Kuchma’s current demand to limit the power of the president and change over to a system in which the government is responsible to parliament and not the president was originally raised by the opposition, which was seeking to limit Kuchma’s power. Prior to the decision by the Supreme Court, the opposition declared its readiness to change both the electoral law and the constitution. But now that Yushchenko stands on the threshold of the presidency, he is abandoning his former position. He fears he could be obstructed by a parliament in which he lacked a majority.
The issue has led to an open conflict with the leader of the Socialist Party, Alexander Moros. Moros had stood as a candidate for president in the first round of voting and ended up in third place behind Yushchenko and Yanukovich. In the run-off between the two top vote-getters, he had called on his supporters to vote for Yushchenko. According to election polls, Yushchenko benefited considerably from votes cast by Moros supporters, particularly in the east and south of the country.
Now Moros has accused Yushchenko of breaking his previous pledges. “This means that perhaps there will be no constitutional amendments and the monarchist form of rule in the Ukraine will continue,” he said.
Kuchma, Pinchuk and Moros, whose party emerged out of the former Communist Party, represent those layers of the nouveau riche who traditionally sought to pursue a middle course between Russia and the West. Kuchma retained close relations with Russian president Putin, but at the same time strove to integrate Ukraine into NATO and sent Ukrainian troops to Iraq as part of the Polish contingent.
Yushchenko is backed by that wing of the new propertied classes in Ukraine who seek to orient the country towards Europe and the US. Yushchenko’s biggest financier is Pyotr Poroschenko, head of the company Ukrprominvest, a conglomerate consisting of cafés, docks and engineering enterprises. An additional source of finances is David Schwania, who deals in nuclear power. Yulia Tymoshenko, who leads the opposition with Yushchenko, made her millions through trading in natural gas.
On the basis of massive support from the US, Yushchenko feels strong enough to up the ante and seek a monopoly of power. In doing so, he threatens to divide the country.
Yushchenko’s policy has met with bitter opposition in the Donbass region, where 40 percent of the population is of Russian descent. Demonstrators in Donetsk have carried banners declaring, “We Will Not Sell Our Souls to Bush.”
Contrary to claims by Western media outlets, this stance is not just a product of propaganda on the part of those in power in the east of the country. The Donbass region is utterly dependent on its coal and steel industries, and Russia is the biggest market for such products. Many workers fear for their jobs should Yushchenko take power.

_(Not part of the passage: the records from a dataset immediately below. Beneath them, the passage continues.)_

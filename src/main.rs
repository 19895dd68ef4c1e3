use std::path::PathBuf;

use anyhow::{Context, Result};
use clap::{Parser, Subcommand};

use screenpilot::config::{self, AppConfig};
use screenpilot::evaluation::report::{self, BenchmarkReport};
use screenpilot::llm::registry::ProviderRegistry;

#[derive(Parser)]
#[command(name = "screenpilot", version, about = "Vision-language desktop automation agent")]
struct Cli {
    /// Path to config.toml
    #[arg(long, global = true)]
    config: Option<PathBuf>,
    /// Override the active provider
    #[arg(long, global = true)]
    provider: Option<String>,
    /// Override the active provider's model
    #[arg(long, global = true)]
    model: Option<String>,
    #[command(subcommand)]
    command: Commands,
}

#[derive(Subcommand)]
enum Commands {
    /// Carry out one natural-language task on this desktop
    Run {
        /// What to do, e.g. "Open Notepad and type hello"
        task: String,
    },
    /// Check that the configured model endpoint is reachable
    Check,
    /// Run the benchmark task suite against the active model
    Bench {
        #[arg(long, default_value = "benchmarks/tasks.json")]
        tasks_file: PathBuf,
        /// Only run these task ids
        #[arg(long, value_delimiter = ',')]
        tasks: Vec<String>,
        /// Report path (default: report_<model>.json)
        #[arg(long)]
        output: Option<PathBuf>,
    },
    /// Compare saved benchmark reports
    Report {
        files: Vec<PathBuf>,
        /// Emit Markdown instead of a plain table
        #[arg(long)]
        markdown: bool,
    },
}

fn load(cli: &Cli) -> Result<AppConfig> {
    let mut cfg = config::load_config(cli.config.as_deref())?;
    if let Some(provider) = &cli.provider {
        cfg.llm.active_provider = provider.clone();
    }
    if let Some(model) = &cli.model {
        cfg.set_model(model.clone())?;
    }
    Ok(cfg)
}

#[tokio::main]
async fn main() -> Result<()> {
    let _ = dotenvy::dotenv();
    screenpilot::init_tracing("info");

    let cli = Cli::parse();
    match &cli.command {
        Commands::Check => {
            let cfg = load(&cli)?;
            let registry = ProviderRegistry::from_config(&cfg)?;
            let model = registry.get_active()?;
            model
                .ping()
                .await
                .with_context(|| format!("provider '{}' is not reachable", model.name()))?;
            println!("{} ok ({})", model.name(), model.model());
            if let Ok(models) = model.list_models().await {
                for m in models {
                    println!("  {m}");
                }
            }
        }
        Commands::Report { files, markdown } => {
            if files.is_empty() {
                anyhow::bail!("no report files given");
            }
            let reports = files
                .iter()
                .map(|f| BenchmarkReport::load(f))
                .collect::<Result<Vec<_>, _>>()?;
            if *markdown {
                print!("{}", report::markdown_report(&reports));
            } else {
                print!("{}", report::comparison_table(&reports));
            }
        }
        Commands::Run { task } => {
            let cfg = load(&cli)?;
            desktop::run(&cfg, task).await?;
        }
        Commands::Bench {
            tasks_file,
            tasks,
            output,
        } => {
            let cfg = load(&cli)?;
            desktop::bench(&cfg, tasks_file, tasks, output.clone()).await?;
        }
    }
    Ok(())
}

#[cfg(feature = "desktop")]
mod desktop {
    use std::path::{Path, PathBuf};
    use std::sync::Arc;

    use anyhow::Result;

    use screenpilot::agent_engine::engine::AgentEngine;
    use screenpilot::agent_engine::event_bus::{
        self, AgentEvent, EventBus, EventReceiver, StopHandle,
    };
    use screenpilot::agent_engine::loop_control::LoopSettings;
    use screenpilot::config::AppConfig;
    use screenpilot::errors::PilotResult;
    use screenpilot::evaluation::benchmark::{Benchmark, BenchmarkTask, SystemVerifier};
    use screenpilot::evaluation::report;
    use screenpilot::executor::dispatcher::InputDispatcher;
    use screenpilot::executor::input::EnigoInput;
    use screenpilot::llm::provider::VisionModel;
    use screenpilot::llm::registry::ProviderRegistry;
    use screenpilot::perception::screenshot::XcapCapture;

    /// Ctrl-C flips the stop flag; the engine stops at the next step boundary.
    fn stop_on_ctrl_c() -> StopHandle {
        let stop = StopHandle::new();
        let flag = stop.clone();
        tokio::spawn(async move {
            if tokio::signal::ctrl_c().await.is_ok() {
                tracing::warn!("interrupt received, stopping after the current step");
                flag.stop();
            }
        });
        stop
    }

    /// Prints one line per recorded step.
    async fn print_steps(mut rx: EventReceiver) {
        while let Some(event) = rx.recv().await {
            if let AgentEvent::StepRecorded { step } = event {
                println!(
                    "[{}] {} -> {} | {}",
                    step.index,
                    step.turn.action.kind(),
                    if step.executed_ok { "ok" } else { "failed" },
                    step.result_message
                );
            }
        }
    }

    fn engine(cfg: &AppConfig, model: Arc<dyn VisionModel>) -> PilotResult<AgentEngine> {
        let capture = Arc::new(XcapCapture::new(cfg.capture.jpeg_quality));
        let executor = Arc::new(InputDispatcher::new(EnigoInput::new(), &cfg.input));
        AgentEngine::from_config(cfg, model, capture, executor)
    }

    pub async fn run(cfg: &AppConfig, task: &str) -> Result<()> {
        let model = ProviderRegistry::from_config(cfg)?.get_active()?;
        let (tx, rx) = event_bus::channel();
        let printer = tokio::spawn(print_steps(rx));

        let mut engine = engine(cfg, model)?
            .with_events(EventBus::new(tx))
            .with_stop(stop_on_ctrl_c());
        let run = engine.run_task(task).await;
        drop(engine);
        let _ = printer.await;

        println!(
            "{}: {} ({} steps, {:.1}s)",
            if run.success() { "SUCCESS" } else { "FAILURE" },
            run.message,
            run.steps.len(),
            run.elapsed.as_secs_f64()
        );
        if !run.success() {
            std::process::exit(1);
        }
        Ok(())
    }

    pub async fn bench(
        cfg: &AppConfig,
        tasks_file: &Path,
        ids: &[String],
        output: Option<PathBuf>,
    ) -> Result<()> {
        let registry = ProviderRegistry::from_config(cfg)?;
        let model = registry.get_active()?;
        let benchmark = Benchmark::load(tasks_file)?;
        let stop: StopHandle = stop_on_ctrl_c();

        let make_engine = |task: &BenchmarkTask, events: EventBus| -> PilotResult<AgentEngine> {
            let engine = engine(cfg, Arc::clone(&model))?;
            let settings = LoopSettings {
                max_steps: task.max_steps.max(1),
                ..engine.settings()
            };
            Ok(engine
                .with_settings(settings)
                .with_events(events)
                .with_stop(stop.clone()))
        };

        let scored = benchmark
            .run_all(
                ids,
                make_engine,
                &SystemVerifier,
                &stop,
                model.model(),
                registry.active_name(),
            )
            .await?;
        print!("{}", report::comparison_table(std::slice::from_ref(&scored)));

        let path = output.unwrap_or_else(|| PathBuf::from(scored.default_file_name()));
        scored.save(&path)?;
        println!("report written to {}", path.display());
        Ok(())
    }
}

#[cfg(not(feature = "desktop"))]
mod desktop {
    use std::path::{Path, PathBuf};

    use anyhow::{bail, Result};

    use screenpilot::config::AppConfig;

    const NEEDS_DESKTOP: &str =
        "this build has no screen capture or input backend; rebuild with `--features desktop`";

    pub async fn run(_cfg: &AppConfig, _task: &str) -> Result<()> {
        bail!(NEEDS_DESKTOP)
    }

    pub async fn bench(
        _cfg: &AppConfig,
        _tasks_file: &Path,
        _ids: &[String],
        _output: Option<PathBuf>,
    ) -> Result<()> {
        bail!(NEEDS_DESKTOP)
    }
}
// CJK-aware text input.
// CJK text is sent in one bulk call so the platform IME path handles it;
// everything else is typed one character at a time with the requested interval.

/// Returns true if the text contains CJK (Chinese/Japanese/Korean) characters.
pub fn contains_cjk(text: &str) -> bool {
    text.chars().any(|c| {
        ('\u{4e00}'..='\u{9fff}').contains(&c)
            || ('\u{3400}'..='\u{4dbf}').contains(&c)
            || ('\u{3040}'..='\u{309f}').contains(&c)
            || ('\u{30a0}'..='\u{30ff}').contains(&c)
            || ('\u{ac00}'..='\u{d7af}').contains(&c)
            || ('\u{3000}'..='\u{303f}').contains(&c)
            || ('\u{ff00}'..='\u{ffef}').contains(&c)
    })
}

/// How a piece of text should be typed.
#[derive(Debug, Clone, Copy, PartialEq, Eq)]
pub enum TypingMode {
    Bulk,
    PerChar,
}

pub fn typing_mode(text: &str, interval: std::time::Duration) -> TypingMode {
    if interval.is_zero() || contains_cjk(text) {
        TypingMode::Bulk
    } else {
        TypingMode::PerChar
    }
}

/// Shortened form used in result messages.
pub fn preview(text: &str, max_chars: usize) -> String {
    if text.chars().count() <= max_chars {
        text.to_string()
    } else {
        let head: String = text.chars().take(max_chars).collect();
        format!("{head}...")
    }
}
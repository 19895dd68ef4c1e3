use std::time::Duration;

use async_trait::async_trait;

use crate::agent_engine::history::HistoryTurn;
use crate::errors::{PilotError, PilotResult};

/// Everything one model call needs.
#[derive(Debug, Clone, Copy)]
pub struct ModelRequest<'a> {
    pub system_prompt: &'a str,
    pub task: &'a str,
    pub instruction: &'a str,
    /// Base64 JPEG, no data-URI prefix.
    pub image_base64: &'a str,
    pub history: &'a [HistoryTurn],
}

/// Vision-language model collaborator. Providers implement this trait and
/// are selected through `[llm.providers]` in config.toml.
#[async_trait]
pub trait VisionModel: Send + Sync {
    /// The provider's identifier (matches the config.toml key).
    fn name(&self) -> &str;

    /// Model identifier sent with each request.
    fn model(&self) -> &str;

    /// Cheap reachability check.
    async fn ping(&self) -> PilotResult<()>;

    /// Models the endpoint can serve, where the endpoint can tell.
    async fn list_models(&self) -> PilotResult<Vec<String>> {
        Err(PilotError::LlmProvider(format!(
            "provider '{}' cannot list models",
            self.name()
        )))
    }

    /// One multimodal turn: system prompt, prior text-only history, then the
    /// instruction with the screenshot attached.
    async fn chat_with_image(&self, request: ModelRequest<'_>) -> PilotResult<String>;
}

/// Call the model under `timeout`. Never fails: transport errors and
/// timeouts come back as a JSON turn with status `failed`.
pub async fn ask(model: &dyn VisionModel, request: ModelRequest<'_>, timeout: Duration) -> String {
    let outcome = match tokio::time::timeout(timeout, model.chat_with_image(request)).await {
        Ok(result) => result,
        Err(_) => Err(PilotError::Timeout(timeout.as_secs())),
    };
    match outcome {
        Ok(text) => {
            tracing::debug!(provider = %model.name(), len = text.len(), "model responded");
            text
        }
        Err(e) => {
            tracing::error!(provider = %model.name(), error = %e, "model call failed");
            transport_failure_payload(&e)
        }
    }
}

/// The synthetic turn standing in for a response that never arrived.
pub fn transport_failure_payload(error: &PilotError) -> String {
    serde_json::json!({
        "thought": format!("Error communicating with LLM: {error}"),
        "action": {"type": "done", "params": {"message": "LLM error"}},
        "status": "failed",
    })
    .to_string()
}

A referendum over autonomy for the region is planned for the start of January, and a “yes” vote could lead to a process of territorial disintegration such as that which took place in the former Yugoslavia.
At the same time, the oligarchs in the region are reluctant to develop too close relations with Russia. Their wealth resulted from the splitting off of the region from the former Soviet Union and their independence would be threatened by overly close links with Moscow. Rinat Achmetov, the richest man in the country and head of a coal and steel empire, is alleged to have reacted very angrily to the threat of autonomy launched by his protégé, Yanukovich.
The oligarchs want assurances, however, that their wealth will not be affected by a change of regime in Kiev. The same applies to the oligarchs of Dnepropetrovsk. It should not be too difficult for Yushchenko to agree to such terms. As Der Spiegel writes in its current edition: “An amnesty for Kuchma, a pact of non-aggression for the people around him, and a quiet guarantee securing their accumulated wealth is regarded as uncontroversial by the opposition.”